The word "Hydrated" marks the lines to find; copy every such line from the data below.

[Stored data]
──────────────────────────────
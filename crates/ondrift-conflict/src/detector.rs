//! Conflict detection logic
//!
//! Determines whether a remote change conflicts with local modifications
//! by comparing content hashes and states.

use ondrift_core::domain::{
    conflict::{Conflict, VersionInfo},
    newtypes::FileHash,
    sync_item::{ItemState, SyncItem},
};
use tracing::{debug, info};

use crate::policy::PolicyEngine;

/// Result of conflict detection check
#[derive(Debug, Clone)]
pub enum DetectionResult {
    /// No conflict: safe to apply the remote change
    NoConflict,
    /// Conflict detected: both versions changed
    Conflicted(Box<Conflict>),
}

/// Detects conflicts between local and remote file versions
pub struct ConflictDetector;

impl ConflictDetector {
    /// Checks if a remote update conflicts with the local state
    ///
    /// A conflict exists when:
    /// 1. The item is in `Modified` state (local changes pending), AND
    /// 2. The remote content hash differs from the stored content hash
    ///    (remote also changed)
    ///
    /// Returns `DetectionResult::Conflicted` with a new `Conflict` entity
    /// if both sides changed, or `DetectionResult::NoConflict` otherwise.
    pub fn check_remote_update(
        existing: &SyncItem,
        remote_hash: Option<&str>,
        remote_size: Option<u64>,
        remote_modified: Option<chrono::DateTime<chrono::Utc>>,
        remote_etag: Option<&str>,
    ) -> DetectionResult {
        // Only check for conflicts if the item has local modifications
        if !matches!(existing.state(), ItemState::Modified) {
            return DetectionResult::NoConflict;
        }

        // If we can't determine the remote hash, we can't detect conflicts
        let Some(remote_hash_str) = remote_hash else {
            return DetectionResult::NoConflict;
        };

        // Compare stored content hash with the remote hash
        let stored_hash = existing.content_hash().map(|h| h.as_str());
        let remote_changed = match stored_hash {
            Some(stored) => stored != remote_hash_str,
            None => true, // No stored hash, assume changed
        };

        if !remote_changed {
            debug!(
                path = %existing.local_path(),
                "Remote hash matches stored hash, no conflict"
            );
            return DetectionResult::NoConflict;
        }

        // Both local (Modified state) and remote (hash changed) have changes
        info!(
            path = %existing.local_path(),
            stored_hash = ?stored_hash,
            remote_hash = %remote_hash_str,
            "Conflict detected: both local and remote versions changed"
        );

        // Build VersionInfo for both sides
        let local_version = build_local_version(existing);
        let remote_version = build_remote_version(
            remote_hash_str,
            remote_size.unwrap_or(0),
            remote_modified.unwrap_or_else(chrono::Utc::now),
            remote_etag,
        );

        let conflict = Conflict::new(*existing.id(), local_version, remote_version);
        DetectionResult::Conflicted(Box::new(conflict))
    }

    /// Checks if a local update conflicts with a known remote change
    ///
    /// This is the reverse direction: before uploading a local change,
    /// verify the remote hasn't also changed (e.g., via a concurrent delta).
    pub fn check_local_update(
        existing: &SyncItem,
        current_remote_hash: Option<&str>,
    ) -> bool {
        let stored_hash = existing.content_hash().map(|h| h.as_str());

        match (stored_hash, current_remote_hash) {
            (Some(stored), Some(remote)) => {
                if stored != remote {
                    info!(
                        path = %existing.local_path(),
                        "Remote changed since last sync, potential conflict on local upload"
                    );
                    true
                } else {
                    false
                }
            }
            _ => false,
        }
    }

    /// Determines whether a conflict should be auto-resolved via policy
    ///
    /// Returns `Some(Resolution)` if the policy engine has a non-Manual
    /// resolution for this file path.
    pub fn should_auto_resolve(
        policy: &PolicyEngine,
        relative_path: &str,
    ) -> Option<ondrift_core::domain::conflict::Resolution> {
        let resolution = policy.evaluate(relative_path);
        if matches!(resolution, ondrift_core::domain::conflict::Resolution::Manual) {
            None
        } else {
            Some(resolution)
        }
    }
}

fn build_local_version(item: &SyncItem) -> VersionInfo {
    let hash = item
        .local_hash()
        .cloned()
        .or_else(|| item.content_hash().cloned())
        .unwrap_or_else(|| FileHash::new("AAAAAAAAAAAAAAAAAAAAAAAAAAA=".to_string()).unwrap());

    let modified = item.last_modified_local().unwrap_or_else(chrono::Utc::now);

    VersionInfo::new(hash, item.size_bytes(), modified)
}

fn build_remote_version(
    hash_str: &str,
    size: u64,
    modified: chrono::DateTime<chrono::Utc>,
    etag: Option<&str>,
) -> VersionInfo {
    let hash = FileHash::new(hash_str.to_string())
        .unwrap_or_else(|_| FileHash::new("AAAAAAAAAAAAAAAAAAAAAAAAAAA=".to_string()).unwrap());

    let mut version = VersionInfo::new(hash, size, modified);
    if let Some(etag) = etag {
        version = version.with_etag(etag);
    }
    version
}

#[cfg(test)]
mod tests {
    use super::*;
    use ondrift_core::domain::newtypes::{RemotePath, SyncPath};

    fn create_test_item(state: ItemState, content_hash: Option<&str>) -> SyncItem {
        let sync_path = SyncPath::new(std::path::PathBuf::from("/home/user/OneDrive/test.txt"))
            .expect("valid sync path");
        let remote_path =
            RemotePath::new("/test.txt".to_string()).expect("valid remote path");

        let mut item = SyncItem::new(sync_path, remote_path, false).expect("valid sync item");
        // Transition to the target state
        if state != ItemState::Online {
            // Need to go through valid transitions
            item.transition_to(ItemState::Hydrating).ok();
            item.transition_to(ItemState::Hydrated).ok();
            if matches!(state, ItemState::Modified | ItemState::Conflicted) {
                item.transition_to(ItemState::Modified).ok();
            }
            if matches!(state, ItemState::Conflicted) {
                item.transition_to(ItemState::Conflicted).ok();
            }
        }

        if let Some(hash_str) = content_hash {
            if let Ok(hash) = FileHash::new(hash_str.to_string()) {
                item.set_content_hash(hash);
            }
        }

        item
    }

    const HASH_A: &str = "AAAAAAAAAAAAAAAAAAAAAAAAAAA=";
    const HASH_B: &str = "BBBBBBBBBBBBBBBBBBBBBBBBBBB=";

    #[test]
    fn test_no_conflict_when_not_modified() {
        let item = create_test_item(ItemState::Hydrated, Some(HASH_A));

        let result =
            ConflictDetector::check_remote_update(&item, Some(HASH_B), Some(1024), None, None);

        assert!(matches!(result, DetectionResult::NoConflict));
    }

    #[test]
    fn test_no_conflict_when_remote_hash_matches() {
        let item = create_test_item(ItemState::Modified, Some(HASH_A));

        let result =
            ConflictDetector::check_remote_update(&item, Some(HASH_A), Some(1024), None, None);

        assert!(matches!(result, DetectionResult::NoConflict));
    }

    #[test]
    fn test_conflict_when_both_changed() {
        let item = create_test_item(ItemState::Modified, Some(HASH_A));

        let result =
            ConflictDetector::check_remote_update(&item, Some(HASH_B), Some(2048), None, None);

        match result {
            DetectionResult::Conflicted(conflict) => {
                assert_eq!(conflict.item_id(), item.id());
                assert!(!conflict.is_resolved());
            }
            DetectionResult::NoConflict => panic!("Expected conflict"),
        }
    }

    #[test]
    fn test_no_conflict_when_no_remote_hash() {
        let item = create_test_item(ItemState::Modified, Some(HASH_A));

        let result = ConflictDetector::check_remote_update(&item, None, Some(1024), None, None);

        assert!(matches!(result, DetectionResult::NoConflict));
    }

    #[test]
    fn test_check_local_update_no_conflict() {
        let item = create_test_item(ItemState::Modified, Some(HASH_A));

        assert!(!ConflictDetector::check_local_update(&item, Some(HASH_A)));
    }

    #[test]
    fn test_check_local_update_conflict() {
        let item = create_test_item(ItemState::Modified, Some(HASH_A));

        assert!(ConflictDetector::check_local_update(&item, Some(HASH_B)));
    }

    #[test]
    fn test_should_auto_resolve_manual() {
        let policy = PolicyEngine::new("manual", &[]);

        assert!(ConflictDetector::should_auto_resolve(&policy, "test.txt").is_none());
    }

    #[test]
    fn test_should_auto_resolve_with_policy() {
        use crate::policy::ConflictRule;
        use ondrift_core::domain::conflict::Resolution;

        let rules = vec![ConflictRule {
            pattern: "**/*.docx".to_string(),
            strategy: "keep_both".to_string(),
        }];
        let policy = PolicyEngine::new("manual", &rules);

        let result = ConflictDetector::should_auto_resolve(&policy, "report.docx");
        assert_eq!(result, Some(Resolution::KeepBoth));

        let result = ConflictDetector::should_auto_resolve(&policy, "report.txt");
        assert!(result.is_none());
    }
}
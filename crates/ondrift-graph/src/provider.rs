//! GraphCloudProvider - ICloudProvider implementation for Microsoft Graph API
//!
//! Wraps the [`GraphClient`] and delegates to the delta, upload, and client
//! modules to fulfil the [`ICloudProvider`] port contract.
//!
//! ## Design Notes
//!
//! - Uses `tokio::sync::Mutex` because `ICloudProvider` methods take `&self`
//!   while some `GraphClient` methods require `&mut self` (e.g., `set_access_token`).
//! - Authentication (`authenticate`, `refresh_tokens`) is out of scope for
//!   this provider; see `crate::auth::AuthProvider` for token refresh.
//! - `get_metadata` and `delete_item` make direct Graph API calls via the
//!   underlying `GraphClient::request()` method.

use anyhow::{Context, Result};
use chrono::{DateTime, Utc};
use reqwest::Method;
use serde::Deserialize;
use tokio::sync::Mutex;
use tracing::debug;

use ondrift_core::domain::newtypes::{DeltaToken, RemoteId, RemotePath};
use ondrift_core::ports::cloud_provider::{
    AuthFlow, DeltaItem, DeltaResponse, ICloudProvider, Tokens, UserInfo,
};

use crate::client::GraphClient;
use crate::delta;
use crate::upload;

// ============================================================================
// Graph API response type for get_metadata
// ============================================================================

/// Minimal DriveItem response for metadata queries
///
/// Used to parse the response from `GET /me/drive/items/{id}`.
#[derive(Debug, Deserialize)]
#[serde(rename_all = "camelCase")]
struct GraphMetadataItem {
    /// OneDrive item ID
    id: String,
    /// Item name
    name: String,
    /// File size in bytes
    size: Option<u64>,
    /// Last modified timestamp
    last_modified_date_time: Option<DateTime<Utc>>,
    /// Parent reference
    parent_reference: Option<GraphParentRef>,
    /// File facet (present if item is a file)
    file: Option<GraphFileFacet>,
    /// Folder facet (present if item is a folder)
    folder: Option<serde_json::Value>,
    /// Deleted facet (present if item was deleted)
    deleted: Option<serde_json::Value>,
}

/// Parent reference from metadata response
#[derive(Debug, Deserialize)]
#[serde(rename_all = "camelCase")]
struct GraphParentRef {
    /// Parent item ID
    id: Option<String>,
    /// Parent path (e.g., "/drive/root:/Documents")
    path: Option<String>,
}

/// File facet from metadata response
#[derive(Debug, Deserialize)]
struct GraphFileFacet {
    /// Content hashes
    hashes: Option<GraphHashes>,
}

/// Content hashes
#[derive(Debug, Deserialize)]
#[serde(rename_all = "camelCase")]
struct GraphHashes {
    /// QuickXorHash in Base64
    quick_xor_hash: Option<String>,
}

/// Converts a [`GraphMetadataItem`] into a port-level [`DeltaItem`]
fn metadata_to_delta_item(item: GraphMetadataItem) -> DeltaItem {
    let is_directory = item.folder.is_some();
    let is_deleted = item.deleted.is_some();

    let hash = item
        .file
        .as_ref()
        .and_then(|f| f.hashes.as_ref())
        .and_then(|h| h.quick_xor_hash.clone());

    let path = item
        .parent_reference
        .as_ref()
        .and_then(|pr| pr.path.as_deref())
        .map(|p| {
            let stripped = if let Some(rest) = p.strip_prefix("/drive/root:") {
                if rest.is_empty() {
                    "/".to_string()
                } else {
                    rest.to_string()
                }
            } else {
                p.to_string()
            };

            if stripped == "/" {
                format!("/{}", item.name)
            } else {
                format!("{}/{}", stripped, item.name)
            }
        });

    let parent_id = item.parent_reference.as_ref().and_then(|pr| pr.id.clone());

    DeltaItem {
        id: item.id,
        name: item.name,
        path,
        size: item.size,
        hash,
        modified: item.last_modified_date_time,
        is_deleted,
        is_directory,
        parent_id,
    }
}

// ============================================================================
// T150: GraphCloudProvider
// ============================================================================

/// Cloud provider implementation that delegates to the Microsoft Graph API
///
/// Wraps a [`GraphClient`] behind a `tokio::sync::Mutex` to allow interior
/// mutability (e.g., updating the access token) while satisfying the `&self`
/// signature of [`ICloudProvider`] methods.
pub struct GraphCloudProvider {
    /// The underlying Graph API client, protected by a mutex
    client: Mutex<GraphClient>,
}

impl GraphCloudProvider {
    /// Creates a new `GraphCloudProvider` wrapping the given [`GraphClient`]
    pub fn new(client: GraphClient) -> Self {
        Self {
            client: Mutex::new(client),
        }
    }

    /// Installs a freshly-refreshed access token on the wrapped client.
    ///
    /// Called by the daemon after `auth::AuthProvider::refresh` returns a
    /// new token, so subsequent requests through this provider pick it up.
    pub async fn set_access_token(&self, token: impl Into<String>) {
        self.client.lock().await.set_access_token(token);
    }
}

#[async_trait::async_trait]
impl ICloudProvider for GraphCloudProvider {
    /// Interactive authentication is out of scope for this provider; it
    /// requires browser interaction and happens upstream of the daemon.
    async fn authenticate(&self, _auth_flow: &AuthFlow) -> Result<Tokens> {
        anyhow::bail!("interactive authentication is not implemented by GraphCloudProvider")
    }

    /// Token refresh is handled by `crate::auth::AuthProvider`, not here;
    /// the daemon drives `GraphClient::set_access_token` directly.
    async fn refresh_tokens(&self, _refresh_token: &str) -> Result<Tokens> {
        anyhow::bail!("use auth::AuthProvider for token refresh")
    }

    /// Queries for changes since the last delta token
    ///
    /// Delegates to [`delta::get_delta`] which handles pagination automatically.
    async fn get_delta(&self, token: Option<&DeltaToken>) -> Result<DeltaResponse> {
        let client = self.client.lock().await;
        debug!(has_token = token.is_some(), "GraphCloudProvider::get_delta");
        delta::get_delta(&client, token).await
    }

    /// Downloads a file's content by its remote ID
    ///
    /// Delegates to [`GraphClient::download_file`].
    async fn download_file(&self, remote_id: &RemoteId) -> Result<Vec<u8>> {
        let client = self.client.lock().await;
        debug!(id = %remote_id, "GraphCloudProvider::download_file");
        client.download_file(remote_id).await
    }

    /// Uploads a small file (< 4MB) in a single request
    ///
    /// Delegates to [`upload::upload_small`].
    async fn upload_file(
        &self,
        parent_path: &RemotePath,
        name: &str,
        data: &[u8],
        if_match_etag: Option<&str>,
    ) -> Result<DeltaItem> {
        let client = self.client.lock().await;
        debug!(
            parent = %parent_path,
            name,
            size = data.len(),
            if_match = if_match_etag.is_some(),
            "GraphCloudProvider::upload_file"
        );
        upload::upload_small(&client, parent_path, name, data, if_match_etag).await
    }

    /// Uploads a large file using a resumable upload session
    ///
    /// Delegates to [`upload::upload_large`].
    async fn upload_file_session(
        &self,
        parent_path: &RemotePath,
        name: &str,
        data: &[u8],
        progress: Option<Box<dyn Fn(u64, u64) + Send>>,
    ) -> Result<DeltaItem> {
        let client = self.client.lock().await;
        debug!(
            parent = %parent_path,
            name,
            size = data.len(),
            "GraphCloudProvider::upload_file_session"
        );
        upload::upload_large(&client, parent_path, name, data, progress).await
    }

    /// Retrieves metadata for a specific item by its remote ID
    ///
    /// Makes `GET /me/drive/items/{id}` and converts the response to a [`DeltaItem`].
    async fn get_metadata(&self, remote_id: &RemoteId) -> Result<DeltaItem> {
        let client = self.client.lock().await;
        let path = format!("/me/drive/items/{}", remote_id.as_str());
        debug!(id = %remote_id, "GraphCloudProvider::get_metadata");

        let item: GraphMetadataItem = client
            .request(Method::GET, &path)
            .send()
            .await
            .context("Failed to send metadata request")?
            .error_for_status()
            .context("Metadata request returned error status")?
            .json()
            .await
            .context("Failed to parse metadata response")?;

        Ok(metadata_to_delta_item(item))
    }

    /// Retrieves information about the authenticated user
    ///
    /// Delegates to [`GraphClient::get_user_info`].
    async fn get_user_info(&self) -> Result<UserInfo> {
        let client = self.client.lock().await;
        debug!("GraphCloudProvider::get_user_info");
        client.get_user_info().await
    }

    /// Deletes an item from OneDrive
    ///
    /// Makes `DELETE /me/drive/items/{id}`. OneDrive moves the item to the
    /// recycle bin by default (soft delete).
    async fn delete_item(&self, remote_id: &RemoteId) -> Result<()> {
        let client = self.client.lock().await;
        let path = format!("/me/drive/items/{}", remote_id.as_str());
        debug!(id = %remote_id, "GraphCloudProvider::delete_item");

        client
            .request(Method::DELETE, &path)
            .send()
            .await
            .context("Failed to send delete request")?
            .error_for_status()
            .context("Delete request returned error status")?;

        debug!(id = %remote_id, "Item deleted successfully");
        Ok(())
    }

    /// Renames and/or moves an item.
    ///
    /// Makes `PATCH /me/drive/items/{id}` with a body carrying the new
    /// `name` and, when the item is changing parents, a `parentReference`
    /// pointing at the destination folder's id.
    async fn move_item(
        &self,
        remote_id: &RemoteId,
        new_parent_id: Option<&RemoteId>,
        new_name: &str,
    ) -> Result<DeltaItem> {
        let client = self.client.lock().await;
        let path = format!("/me/drive/items/{}", remote_id.as_str());
        debug!(
            id = %remote_id,
            new_parent = ?new_parent_id,
            new_name,
            "GraphCloudProvider::move_item"
        );

        let mut body = serde_json::json!({ "name": new_name });
        if let Some(parent_id) = new_parent_id {
            body["parentReference"] = serde_json::json!({ "id": parent_id.as_str() });
        }

        let item: GraphMetadataItem = client
            .request(Method::PATCH, &path)
            .json(&body)
            .send()
            .await
            .context("Failed to send move/rename request")?
            .error_for_status()
            .context("Move/rename request returned error status")?
            .json()
            .await
            .context("Failed to parse move/rename response")?;

        Ok(metadata_to_delta_item(item))
    }

    async fn get_thumbnail(&self, remote_id: &RemoteId, size: &str) -> Result<Vec<u8>> {
        let client = self.client.lock().await;
        client.get_thumbnail(remote_id, size).await
    }
}

// ============================================================================
// Tests
// ============================================================================

#[cfg(test)]
mod tests {
    use super::*;

    #[test]
    fn test_metadata_to_delta_item_file() {
        let item = GraphMetadataItem {
            id: "FILE001".to_string(),
            name: "test.txt".to_string(),
            size: Some(1024),
            last_modified_date_time: Some("2025-06-15T10:30:00Z".parse().unwrap()),
            parent_reference: Some(GraphParentRef {
                id: Some("PARENT001".to_string()),
                path: Some("/drive/root:/Documents".to_string()),
            }),
            file: Some(GraphFileFacet {
                hashes: Some(GraphHashes {
                    quick_xor_hash: Some("AAAAAAAAAAAAAAAAAAAAAAAAAAA=".to_string()),
                }),
            }),
            folder: None,
            deleted: None,
        };

        let delta = metadata_to_delta_item(item);
        assert_eq!(delta.id, "FILE001");
        assert_eq!(delta.name, "test.txt");
        assert_eq!(delta.path, Some("/Documents/test.txt".to_string()));
        assert_eq!(delta.size, Some(1024));
        assert_eq!(delta.hash, Some("AAAAAAAAAAAAAAAAAAAAAAAAAAA=".to_string()));
        assert!(!delta.is_deleted);
        assert!(!delta.is_directory);
        assert_eq!(delta.parent_id, Some("PARENT001".to_string()));
    }

    #[test]
    fn test_metadata_to_delta_item_folder() {
        let item = GraphMetadataItem {
            id: "FOLDER001".to_string(),
            name: "Photos".to_string(),
            size: Some(0),
            last_modified_date_time: None,
            parent_reference: Some(GraphParentRef {
                id: Some("ROOT".to_string()),
                path: Some("/drive/root:".to_string()),
            }),
            file: None,
            folder: Some(serde_json::json!({"childCount": 5})),
            deleted: None,
        };

        let delta = metadata_to_delta_item(item);
        assert_eq!(delta.id, "FOLDER001");
        assert_eq!(delta.name, "Photos");
        assert_eq!(delta.path, Some("/Photos".to_string()));
        assert!(delta.is_directory);
        assert!(!delta.is_deleted);
        assert!(delta.hash.is_none());
    }

    #[test]
    fn test_metadata_to_delta_item_deleted() {
        let item = GraphMetadataItem {
            id: "DELETED001".to_string(),
            name: "old.txt".to_string(),
            size: None,
            last_modified_date_time: None,
            parent_reference: None,
            file: None,
            folder: None,
            deleted: Some(serde_json::json!({})),
        };

        let delta = metadata_to_delta_item(item);
        assert_eq!(delta.id, "DELETED001");
        assert!(delta.is_deleted);
        assert!(delta.path.is_none());
        assert!(delta.parent_id.is_none());
    }

    #[test]
    fn test_metadata_to_delta_item_root_file() {
        let item = GraphMetadataItem {
            id: "ROOTFILE".to_string(),
            name: "readme.md".to_string(),
            size: Some(512),
            last_modified_date_time: None,
            parent_reference: Some(GraphParentRef {
                id: Some("ROOT".to_string()),
                path: Some("/drive/root:".to_string()),
            }),
            file: Some(GraphFileFacet { hashes: None }),
            folder: None,
            deleted: None,
        };

        let delta = metadata_to_delta_item(item);
        assert_eq!(delta.path, Some("/readme.md".to_string()));
        assert!(delta.hash.is_none());
    }

    #[test]
    fn test_graph_cloud_provider_creation() {
        let client = GraphClient::new("test-token");
        let _provider = GraphCloudProvider::new(client);
        // Just verify it compiles and constructs without panic
    }
}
──────────────────────────────
▸ **Result of this exercise**
            item.transition_to(ItemState::Hydrated).ok();
        let item = create_test_item(ItemState::Hydrated, Some(HASH_A));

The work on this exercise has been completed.